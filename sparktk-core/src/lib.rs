//! sparktk-core
//!
//! `sparktk-core` provides the deferred, task-based computation engine that sparktk frames
//! are evaluated on.
//!
//! What is it?
//! ---
//!
//! A `Deferred` value describes a computation without running it.  Deferred values are
//! combined into a task graph which a `Scheduler` executes concurrently on the local machine.
//! Frames keep one `Deferred` per partition, so every per-partition transform becomes an
//! independent task.
//!
//! How to Use It?
//! ---
//!
//! `Deferred` objects are built with a handful of functions:
//!
//! 1. `lift` - Lift takes a concrete value and lifts it into a Deferred object
//! 2. `apply` - Apply applies a function to a Deferred, producing a new Deferred object.
//! 3. `join` -  Join combines two Deferred objects with a joiner function, producing a new Deferred.
//! 4. `try_apply` / `try_join` - Fallible variants.  The first failure stops the scheduler
//!    and is returned from `run`.
//!
//! Example
//! ---
//! ```rust
//! use sparktk_core::deferred::Deferred;
//! use sparktk_core::scheduler::LeveledScheduler;
//!
//! let header = Deferred::lift("id".to_owned(), None);
//! let body = Deferred::lift(vec![1, 2, 3usize], None);
//! let rendered = body.apply(|ids| ids.iter().map(|i| i.to_string()).collect::<Vec<_>>().join("\n"));
//! let csv = header.join(&rendered, |h, b| format!("{}\n{}", h, b));
//! assert_eq!(csv.run(&mut LeveledScheduler).unwrap(), "id\n1\n2\n3");
//! ```

#![warn(missing_docs)]

#[macro_use]
extern crate log;

/// Contains Deferred primitive and function definitions
pub mod deferred;

/// Contains Scheduler trait definition and implementations
pub mod scheduler;

/// Engine error type
pub mod error;

/// Task graph representation consumed by schedulers
pub mod graph;

/// Internal task definitions
mod task;

pub use error::{EngineError, StageFailure};
pub use task::Payload;
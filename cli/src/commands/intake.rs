use anyhow::Result;

use bodyledger_core::service::HealthService;

use super::helpers::chart_table;

/// Returns `false` when any unit could not be recorded.
pub(crate) fn cmd_eat(
    svc: &HealthService,
    user: &str,
    food: &str,
    quantity: u32,
    json: bool,
) -> Result<bool> {
    let report = svc.add_food(user, food, quantity)?;

    if json {
        println!("{}", serde_json::to_string_pretty(&report)?);
    } else {
        for outcome in &report.outcomes {
            if outcome.success {
                println!("{}", outcome.message);
            } else {
                eprintln!("{}", outcome.message);
            }
        }
        let chart = svc.build_rolling_chart(user)?;
        println!();
        println!("Last 7 days:");
        println!("{}", chart_table(&chart));
    }

    Ok(report.success)
}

■ Work to be completed: Report all lines in the records that include the string "header".

■ Written answer:
//! let header = Deferred::lift("id".to_owned(), None);
//! let csv = header.join(&rendered, |h, b| format!("{}\n{}", h, b));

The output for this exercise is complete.